1.8T forum maybe could help with this one.


----------



## 20v master (May 7, 2009)

1) Dunno, check the FAQ in the 1.8T forum and search.
2) No you don't. 
3) No there isn't.


----------



## ejg3855 (Sep 23, 2004)

Ko4TiTy said:


> has anyone deleted the a/c off a tt 225 before, im going to attempt it when i install the new mishimoto rad,im also going to be taking off the front bumper just to make it easy*
> questions
> 1,what size belt would i need after removing the compresses
> 2,do i need a dummy pulley to take its place
> ...


I have done it.

1. Look in the 1.8T DIY, "How To" Sticky.
2. No
3. No.

Its quite simple.


----------



## Doooglasss (Aug 28, 2009)

You guys do remember that our windows let in about 3% of air compared to normal windows right? All I know is I lived a summer without AC and I think I lost a pound of water weight for every 5 minutes I was in the car lol

I used to back out of the driveway with the hatch open just to flush the hot air out.

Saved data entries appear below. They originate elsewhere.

//! Gameplay events.
//!
//! Handlers record what they resolved; the driver drains the log after each
//! pass and traces it. Tests use it to assert outcomes without scraping state.

use arena_shared::entity::EntityId;

#[derive(Debug, Clone, PartialEq, Eq)]
pub enum GameEvent {
    Spawned {
        id: EntityId,
    },
    Removed {
        id: EntityId,
    },
    /// Target out of range; attacker now walks toward it.
    Chased {
        attacker: EntityId,
        target: EntityId,
    },
    Missed {
        attacker: EntityId,
        target: EntityId,
        roll: u32,
    },
    Hit {
        attacker: EntityId,
        target: EntityId,
        damage: u32,
        hp_left: i32,
    },
    Killed {
        attacker: EntityId,
        target: EntityId,
        damage: u32,
    },
    Absorbed {
        attacker: EntityId,
        corpse: EntityId,
    },
    Respawned {
        id: EntityId,
    },
}

impl GameEvent {
    /// Logs the event at the level its kind deserves.
    pub fn trace(&self) {
        match self {
            GameEvent::Spawned { id } => tracing::debug!(entity = %id, "Entity spawned"),
            GameEvent::Removed { id } => tracing::debug!(entity = %id, "Entity removed"),
            GameEvent::Killed {
                attacker,
                target,
                damage,
            } => tracing::info!(%attacker, %target, damage, "Kill"),
            GameEvent::Respawned { id } => tracing::info!(entity = %id, "Entity respawned"),
            GameEvent::Chased { attacker, target } => {
                tracing::debug!(%attacker, %target, "Out of range, chasing")
            }
            GameEvent::Missed {
                attacker,
                target,
                roll,
            } => tracing::debug!(%attacker, %target, roll, "Miss"),
            GameEvent::Hit {
                attacker,
                target,
                damage,
                hp_left,
            } => tracing::debug!(%attacker, %target, damage, hp_left, "Hit"),
            GameEvent::Absorbed { attacker, corpse } => {
                tracing::debug!(%attacker, %corpse, "Absorb")
            }
        }
    }
}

You can drive forwards till just over 25mph with it open as well haha


----------



## MKllllvr28 (Sep 15, 2005)

lol i just did mine the info is in the 1.8t FAQ here ya go bud.:thumbup:

A/C and/or P/S Delete Belt Size (transverse applications)
No P/S and No A/C - 35"
No A/C - 44-45.5" (OEM Belt 06A 145 933 D (1120mm/44") or NAPA/UAP belt 25-060441 for 44.75" or 25-060439 for 45.5")
(above data works with BOTH OE pullies and ECS's lightened/underdriven pullies)


----------



## Malant (Aug 30, 2004)

DougLoBue said:


> You guys do remember that our windows let in about 3% of air compared to normal windows right? All I know is I lived a summer without AC and I think I lost a pound of water weight for every 5 minutes I was in the car lol
> 
> I used to back out of the driveway with the hatch open just to flush the hot air out. You can drive forwards till just over 25mph with it open as well haha


Quoted for truth. Feels like your blasting heat during the summer.


----------



## Ko4TiTy (Apr 27, 2011)

MKllllvr28 said:


> lol i just did mine the info is in the 1.8t FAQ here ya go bud.:thumbup:
> 
> A/C and/or P/S Delete Belt Size (transverse applications)
> No P/S and No A/C - 35"
> ...


thanks dude, i have the ECS under pulleys too so it double helped me. im still gunna string measure to be safe


----------



## Ko4TiTy (Apr 27, 2011)

Malant said:


> Quoted for truth. Feels like your blasting heat during the summer.


:wave: well not for me i have the convertible haven't used the ac in 2 years, plus its more of a weekend Dub, then a daily :snowcool:


----------